On Christmas Eve, Cam Newton broke the NFL record for most rookie passing yards in a season. Carolina routed Tampa Bay for the second time this season, by a score of 48–16.

| Quarter | 1 | 2 | 3 | 4 | Total |
|---|---|---|---|---|---|
| Buccaneers | 0 | 10 | 0 | 6 | 16 |
| Panthers | 10 | 10 | 21 | 7 | 48 |

====Week 17: at Atlanta Falcons====

Atlanta jumped out to a 42–0 lead by the second quarter. Ronde Barber played in his franchise record 225th game, despite suffering an injured hand, for which he sat out the second half. With the loss, Tampa Bay ended the season with ten consecutive losses, finished with a record of 4–12, last in the NFC South, and head coach Raheem Morris was fired the next day.

| Quarter | 1 | 2 | 3 | 4 | Total |
|---|---|---|---|---|---|
| Buccaneers | 0 | 7 | 11 | 6 | 24 |
| Falcons | 21 | 21 | 0 | 3 | 45 |

===Standings===

NFC South
| view; talk; edit; | W | L | T | PCT | DIV | CONF | PF | PA | STK |
| ^{(3)} New Orleans Saints | 13 | 3 | 0 | .813 | 5–1 | 9–3 | 547 | 339 | W8 |
| ^{(5)} Atlanta Falcons | 10 | 6 | 0 | .625 | 3–3 | 7–5 | 402 | 350 | W1 |
| Carolina Panthers | 6 | 10 | 0 | .375 | 2–4 | 3–9 | 406 | 429 | L1 |
| Tampa Bay Buccaneers | 4 | 12 | 0 | .250 | 2–4 | 3–9 | 287 | 494 | L10 |

==Staff==
Tampa Bay Buccaneers 2011 staff
| | Front office * Owner/President – Malcolm Glazer * Co-chairman – Bryan Glazer * Co-chairman – Edward Glazer * Co-chairman – Joel Glazer * General manager – Mark Dominik * Director of player personnel – Dennis Hickey * Coordinator of pro scouting – Shelton Quarles * Coordinator of football administration – Mike Greenberg Head coaches * Head coach – Raheem Morris * Assistant to the head coach – Jay Kaiser Offensive coaches * Offensive coordinator – Greg Olson * Quarterbacks – Alex Van Pelt * Running backs – Steve Logan * Wide receivers – Eric Yarber * Assistant wide receivers – Tim Berbenich * Tight ends – Alfredo Roberts * Offensive line – Pat Morris * Assistant offensive line – Tim Holt | | | Defensive coaches * Defensive line – Grady Stretz * Co-defensive line – Keith Millard * Linebackers – Joe Baker * Defensive backs – Jimmy Lake * Defensive quality control – Tyrone Pettaway Special teams coaches * Special teams coordinator – Dwayne Stukes * Assistant special teams – Byron Storer * Coaches’ assistant – Brian Rasmussen Strength and conditioning * Head strength and conditioning – Kurt Shultz * Assistant strength and conditioning – Chris Meenan |

==Awards and milestones==
- Week 3: Ronde Barber — NFC Defensive Player of the Week

==Television blackouts==

===Preseason===
Both of Tampa Bay's home preseason games were blacked out on local television because they failed to sell out prior to 72 hours before kickoff. The affiliates affected include WTSP in the Tampa/St. Pete market, WFTV in the Orlando market and WFTX in the Fort Myers area. The game was shown instead in tape delay. The game was aired live on WTLH in Tallahassee since it falls outside the designated 75-mile blackout radius.

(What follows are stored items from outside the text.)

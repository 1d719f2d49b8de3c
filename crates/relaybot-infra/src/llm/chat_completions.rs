//! ChatCompletionsBackend -- [`ModelBackend`] for OpenAI-style
//! `POST /chat/completions` endpoints.
//!
//! Works with any server speaking that shape (OpenAI, OpenRouter, vLLM,
//! LM Studio, ...). The API key is wrapped in [`SecretString`] and only
//! exposed when building the `Authorization` header.

use std::time::Duration;

use secrecy::{ExposeSecret, SecretString};

use relaybot_core::gateway::ModelBackend;
use relaybot_types::error::GatewayError;
use relaybot_types::llm::{ModelReply, PromptRequest};

use super::types::{ChatCompletionMessage, ChatCompletionRequest, ChatCompletionResponse};
use super::{classify_reqwest_error, http_client, read_json, require_text};

/// Chat-completions model backend.
pub struct ChatCompletionsBackend {
    client: reqwest::Client,
    api_key: SecretString,
    base_url: String,
    model: String,
    max_tokens: Option<u32>,
    temperature: Option<f64>,
    timeout: Duration,
}

impl ChatCompletionsBackend {
    pub fn new(api_key: SecretString, model: String, timeout: Duration) -> Result<Self, reqwest::Error> {
        Ok(Self {
            client: http_client(timeout)?,
            api_key,
            base_url: "https://api.openai.com/v1".to_string(),
            model,
            max_tokens: None,
            temperature: None,
            timeout,
        })
    }

    /// Override the base URL (proxies, compatible servers, tests).
    pub fn with_base_url(mut self, base_url: String) -> Self {
        self.base_url = base_url.trim_end_matches('/').to_string();
        self
    }

    pub fn with_max_tokens(mut self, max_tokens: Option<u32>) -> Self {
        self.max_tokens = max_tokens;
        self
    }

    pub fn with_temperature(mut self, temperature: Option<f64>) -> Self {
        self.temperature = temperature;
        self
    }

    fn to_wire_request(&self, request: &PromptRequest) -> ChatCompletionRequest {
        ChatCompletionRequest {
            model: self.model.clone(),
            messages: request
                .messages
                .iter()
                .map(|m| ChatCompletionMessage {
                    role: m.role.to_string(),
                    content: m.content.clone(),
                })
                .collect(),
            max_tokens: self.max_tokens,
            temperature: self.temperature,
        }
    }
}

// No Debug derive: the struct holds the API key.

impl ModelBackend for ChatCompletionsBackend {
    fn name(&self) -> &str {
        "chat_completions"
    }

    fn model(&self) -> &str {
        &self.model
    }

    async fn complete(&self, request: &PromptRequest) -> Result<ModelReply, GatewayError> {
        let url = format!("{}/chat/completions", self.base_url);
        let body = self.to_wire_request(request);

        let response = self
            .client
            .post(&url)
            .bearer_auth(self.api_key.expose_secret())
            .json(&body)
            .send()
            .await
            .map_err(|e| classify_reqwest_error(e, self.timeout))?;

        let parsed: ChatCompletionResponse = read_json(response, self.timeout).await?;

        let content = parsed
            .choices
            .into_iter()
            .next()
            .ok_or_else(|| GatewayError::MalformedResponse("response has no choices".to_string()))?
            .message
            .content;
        let text = require_text(content, "choices[0].message.content")?;

        Ok(ModelReply {
            text,
            response_id: parsed.id.filter(|id| !id.is_empty()),
        })
    }
}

Dating back to 2010, Tampa Bay has had four consecutive preseason home games blacked out.

===Regular season===
Tampa Bay's week 1 game against Detroit and week 3 game against Atlanta failed to sell out, and were blacked out locally. Tampa Bay was the only NFL team to face a blackout in week 1. The FOX affiliates affected were WTVT in the Tampa/St. Pete market and WOFL in Orlando.

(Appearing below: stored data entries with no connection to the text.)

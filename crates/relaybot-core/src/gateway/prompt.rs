//! Prompt assembly.
//!
//! `build_prompt` produces the role-tagged message list sent to
//! chat-style APIs. `render_transcript` flattens the same request into one
//! string for APIs that only accept a single message.

use relaybot_types::chat::{Role, Turn};
use relaybot_types::llm::{PromptMessage, PromptRequest, PromptRole};

/// Build a prompt from the chat history and the new user message.
///
/// Order: system instruction (if any), history oldest-first, new message.
/// The parent response id is taken from the newest assistant turn that has one.
pub fn build_prompt(system: Option<&str>, history: &[Turn], new_message: &str) -> PromptRequest {
    let mut messages = Vec::with_capacity(history.len() + 2);

    if let Some(system) = system.map(str::trim).filter(|s| !s.is_empty()) {
        messages.push(PromptMessage::new(PromptRole::System, system));
    }

    messages.extend(
        history
            .iter()
            .map(|turn| PromptMessage::new(turn.role.into(), turn.text.clone())),
    );
    messages.push(PromptMessage::new(PromptRole::User, new_message));

    PromptRequest {
        messages,
        parent_response_id: last_response_id(history),
    }
}

/// Response id of the newest assistant turn carrying one.
pub fn last_response_id(history: &[Turn]) -> Option<String> {
    history
        .iter()
        .rev()
        .find(|turn| turn.role == Role::Assistant)
        .and_then(|turn| turn.response_id.clone())
}

/// Flatten a prompt into a single plain-text message.
///
/// Without history this is just the new message. With history:
///
/// ```text
/// Previous conversation:
/// User: ...
/// Assistant: ...
///
/// Current message: ...
/// ```
///
/// A system instruction, when present, is placed above everything else.
pub fn render_transcript(request: &PromptRequest) -> String {
    let conversation = request.conversation();
    let (current, history) = match conversation.split_last() {
        Some((last, rest)) => (last.content.as_str(), rest),
        None => ("", conversation),
    };

    let mut out = String::new();
    if let Some(system) = request.system() {
        out.push_str(system);
        out.push_str("\n\n");
    }

    if history.is_empty() {
        out.push_str(current);
        return out;
    }

    out.push_str("Previous conversation:\n");
    for message in history {
        out.push_str(speaker_label(message.role));
        out.push_str(": ");
        out.push_str(&message.content);
        out.push('\n');
    }
    out.push_str("\nCurrent message: ");
    out.push_str(current);
    out
}

fn speaker_label(role: PromptRole) -> &'static str {
    match role {
        PromptRole::System => "System",
        PromptRole::User => "User",
        PromptRole::Assistant => "Assistant",
    }
}

#[cfg(test)]
mod tests {
    use super::*;

    fn history() -> Vec<Turn> {
        vec![
            Turn::user("What is Rust?"),
            Turn::assistant("A systems language.").with_response_id(Some("resp-1".into())),
        ]
    }

    #[test]
    fn test_build_prompt_empty_history() {
        let req = build_prompt(None, &[], "Hello");
        assert_eq!(req.messages.len(), 1);
        assert_eq!(req.messages[0].role, PromptRole::User);
        assert_eq!(req.messages[0].content, "Hello");
        assert!(req.parent_response_id.is_none());
    }

    #[test]
    fn test_build_prompt_orders_system_history_new_message() {
        let req = build_prompt(Some("Be brief."), &history(), "Is it fast?");
        let roles: Vec<PromptRole> = req.messages.iter().map(|m| m.role).collect();
        assert_eq!(
            roles,
            vec![
                PromptRole::System,
                PromptRole::User,
                PromptRole::Assistant,
                PromptRole::User
            ]
        );
        assert_eq!(req.messages[3].content, "Is it fast?");
        assert_eq!(req.parent_response_id.as_deref(), Some("resp-1"));
    }

    #[test]
    fn test_build_prompt_skips_blank_system() {
        let req = build_prompt(Some("   "), &[], "Hello");
        assert!(req.system().is_none());
    }

    #[test]
    fn test_last_response_id_uses_newest_assistant_turn() {
        let mut turns = history();
        turns.push(Turn::user("More?"));
        turns.push(Turn::assistant("Sure.").with_response_id(Some("resp-2".into())));
        assert_eq!(last_response_id(&turns).as_deref(), Some("resp-2"));

        turns.push(Turn::assistant("No id."));
        assert!(last_response_id(&turns).is_none());
    }

    #[test]
    fn test_render_transcript_without_history() {
        let req = build_prompt(None, &[], "Hello");
        assert_eq!(render_transcript(&req), "Hello");
    }

    #[test]
    fn test_render_transcript_with_history() {
        let req = build_prompt(None, &history(), "Is it fast?");
        assert_eq!(
            render_transcript(&req),
            "Previous conversation:\n\
             User: What is Rust?\n\
             Assistant: A systems language.\n\
             \n\
             Current message: Is it fast?"
        );
    }

    #[test]
    fn test_render_transcript_with_system() {
        let req = build_prompt(Some("Be brief."), &[], "Hello");
        assert_eq!(render_transcript(&req), "Be brief.\n\nHello");
    }
}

Dating back to 2010, Tampa Bay had ten consecutive regular season home games blacked out. The blackout streak ended in week 4, when the Buccaneers hosted the Colts on Monday Night Football. The game was carried live on ESPN and simulcast on WFTS.

The blackouts returned in week 6 with the game against New Orleans. Tampa Bay's week 7 game against Chicago in London was not subject to blackout, regardless of sellout status. The week 10 game against the Texans was blacked out, affecting
WTSP and WKMG. The final blackout of the season occurred against Carolina in week 13. The final home game of the season against Dallas on December 17 sold out, and aired locally on NFL Network and simulcast on WTTA.